In her recent book Fragmentation and Redemption: Essays on Gender and the Human Body in Medieval Religion, Caroline Walker Bynum once again delineates with consummate skill the profoundly and peculiarly bodily character of Christian medieval piety. The cult of relics with its veneration of the dismembered limbs of saintly people, the belief in the curative powers of bodily effluvia, the austere self-disciplinary practices of certain male and female ascetes — observances such as these are cited by Bynum as illustrating the medieval notion of the human body as a locus of sacrality.

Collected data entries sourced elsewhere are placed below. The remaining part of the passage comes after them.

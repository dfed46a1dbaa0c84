//! # OpenID Connect Discovery
//!
//! Retrieval of the provider configuration document. The document supplies
//! the issuer (expected `iss`), the authorization and token endpoints and the
//! JWKS endpoint used by the verifier.
//!
//! ## Security
//!
//! - HTTPS required, HTTP allowed only for loopback hosts
//! - Request timeout from the provider configuration (default 10 seconds)
//! - Every endpoint in the document must be an absolute URL
//!
//! ## Usage Example
//!
//! ```rust,no_run
//! use oidc_idtoken::discovery::DiscoveryFetcher;
//! use std::time::Duration;
//!
//! # async fn example() -> Result<(), Box<dyn std::error::Error>> {
//! let fetcher = DiscoveryFetcher::new(Duration::from_secs(10))?;
//! let document = fetcher
//!     .fetch("https://idp.example.com/.well-known/openid-configuration")
//!     .await?;
//!
//! println!("JWKS endpoint: {}", document.jwks_uri);
//! # Ok(())
//! # }
//! ```

mod fetcher;
mod types;

pub use fetcher::DiscoveryFetcher;
pub use types::{DiscoveryDocument, DiscoveryError};
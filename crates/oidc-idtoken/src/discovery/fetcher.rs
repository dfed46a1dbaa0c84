//! Discovery document fetcher

use std::time::Duration;
use tracing::{debug, error, info};
use url::Url;

use super::types::DiscoveryDocument;
use crate::error::{Error, Result};
use crate::jwks::is_loopback;

/// Discovery document fetcher
///
/// One GET per call, no caching: the provider fetches the document once
/// at construction time.
#[derive(Debug, Clone)]
pub struct DiscoveryFetcher {
    client: reqwest::Client,
}

impl DiscoveryFetcher {
    /// Fetcher with its own HTTP client and request timeout
    ///
    /// # Errors
    ///
    /// Returns [`Error::InvalidOption`] if the HTTP client cannot be built.
    pub fn new(timeout: Duration) -> Result<Self> {
        let client = reqwest::Client::builder()
            .timeout(timeout)
            .redirect(reqwest::redirect::Policy::none())
            .build()
            .map_err(|e| Error::InvalidOption {
                name: "httpTimeoutSecs".to_string(),
                reason: format!("failed to build HTTP client: {e}"),
            })?;
        Ok(Self::with_client(client))
    }

    /// Fetcher sharing an existing client (it should not follow redirects)
    pub fn with_client(client: reqwest::Client) -> Self {
        Self { client }
    }

    /// Fetch and validate the document at `discovery_uri`
    ///
    /// # Errors
    ///
    /// Returns [`Error::DiscoveryUnavailable`] on an insecure or invalid URL,
    /// transport failure, non-success status, invalid JSON, or a document
    /// missing a required endpoint.
    pub async fn fetch(&self, discovery_uri: &str) -> Result<DiscoveryDocument> {
        let unavailable = |reason: String| Error::DiscoveryUnavailable {
            url: discovery_uri.to_string(),
            reason,
        };

        let url = Url::parse(discovery_uri).map_err(|e| unavailable(format!("invalid URL: {e}")))?;
        if url.scheme() != "https" && !(url.scheme() == "http" && is_loopback(&url)) {
            return Err(unavailable(
                "discovery URL must use HTTPS (HTTP only allowed for loopback)".to_string(),
            ));
        }

        info!(discovery_uri = %discovery_uri, "Fetching OpenID configuration");

        let response = self.client.get(url).send().await.map_err(|e| {
            error!(discovery_uri = %discovery_uri, error = %e, "Discovery request failed");
            unavailable(format!("request failed: {e}"))
        })?;

        let status = response.status();
        if !status.is_success() {
            error!(discovery_uri = %discovery_uri, status = %status, "Discovery endpoint returned error status");
            return Err(unavailable(format!(
                "HTTP {} {}",
                status.as_u16(),
                status.canonical_reason().unwrap_or("Unknown")
            )));
        }

        let body = response
            .bytes()
            .await
            .map_err(|e| unavailable(format!("failed to read response: {e}")))?;

        let document: DiscoveryDocument = serde_json::from_slice(&body)
            .map_err(|e| unavailable(format!("invalid JSON: {e}")))?;
        document.validate().map_err(|e| unavailable(e.to_string()))?;

        debug!(
            discovery_uri = %discovery_uri,
            issuer = %document.issuer,
            jwks_uri = %document.jwks_uri,
            "Discovered provider endpoints"
        );
        Ok(document)
    }
}
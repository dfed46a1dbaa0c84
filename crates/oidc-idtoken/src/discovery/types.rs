//! OpenID Connect discovery document

use serde::{Deserialize, Serialize};
use std::collections::HashMap;
use thiserror::Error;
use url::Url;

/// Discovery document validation errors
#[derive(Debug, Clone, PartialEq, Eq, Error)]
pub enum DiscoveryError {
    /// A required field is empty
    #[error("Missing required field: {0}")]
    MissingField(&'static str),

    /// A field is present but unusable
    #[error("Invalid field value for {field}: {reason}")]
    InvalidField {
        /// Field name
        field: &'static str,
        /// What was wrong
        reason: String,
    },
}

/// OpenID provider configuration (`/.well-known/openid-configuration`)
///
/// Only the members the authorization-code flow needs are typed; all other
/// members are retained in `additional`.
///
/// ## Example
///
/// ```json
/// {
///   "issuer": "https://idp.example.com",
///   "authorization_endpoint": "https://idp.example.com/authorize",
///   "token_endpoint": "https://idp.example.com/token",
///   "jwks_uri": "https://idp.example.com/jwks",
///   "response_types_supported": ["code"]
/// }
/// ```
#[derive(Debug, Clone, PartialEq, Serialize, Deserialize)]
pub struct DiscoveryDocument {
    /// Issuer identifier; the expected `iss` of every ID token
    pub issuer: String,

    /// Authorization endpoint URL
    pub authorization_endpoint: String,

    /// Token endpoint URL
    pub token_endpoint: String,

    /// JWK Set document URL
    pub jwks_uri: String,

    /// All other provider metadata
    #[serde(flatten)]
    pub additional: HashMap<String, serde_json::Value>,
}

impl DiscoveryDocument {
    /// Check that the issuer is set and every endpoint is an absolute URL
    ///
    /// # Errors
    ///
    /// Returns [`DiscoveryError`] for the first unusable field.
    pub fn validate(&self) -> Result<(), DiscoveryError> {
        if self.issuer.is_empty() {
            return Err(DiscoveryError::MissingField("issuer"));
        }

        for (field, value) in [
            ("authorization_endpoint", &self.authorization_endpoint),
            ("token_endpoint", &self.token_endpoint),
            ("jwks_uri", &self.jwks_uri),
        ] {
            if value.is_empty() {
                return Err(DiscoveryError::MissingField(field));
            }
            Url::parse(value).map_err(|e| DiscoveryError::InvalidField {
                field,
                reason: format!("Invalid URL: {e}"),
            })?;
        }

        Ok(())
    }

    /// PKCE methods advertised by the provider, if any
    pub fn code_challenge_methods(&self) -> Vec<&str> {
        self.additional
            .get("code_challenge_methods_supported")
            .and_then(serde_json::Value::as_array)
            .map(|methods| methods.iter().filter_map(serde_json::Value::as_str).collect())
            .unwrap_or_default()
    }
}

The concurrent theological development of the doctrine of transubstantiation, the conviction that behind the external accidents of bread and wine lay the actual flesh and blood of Christ, also laid emphasis upon the corporeal and led to an increasing sense of the eucharist as ‘symbolic cannibalism’ in which communicants ‘ate God’. Christian art and iconography of the period reflected a similarly literalist approach to the humanity of Christ, often drawing attention to his genitalia for example, or depicting the Passion scenes with a force of graphic detail quite repugnant to modem minds.According to Bynum each of these three strands, theology, piety and art, brought out the religious significance of the body in an unprecedented manner during the Middle Ages as a means of access to the divine, but whilst physicality was a theme which ran throughout all medieval spirituality, it was taken up with particular enthusiasm and intensity in women’s lives and writing. Women, it would appear, were unable to avoid being inculcated with contemporary androcentric articulations of their association with the body, weakness, lust and irrationality.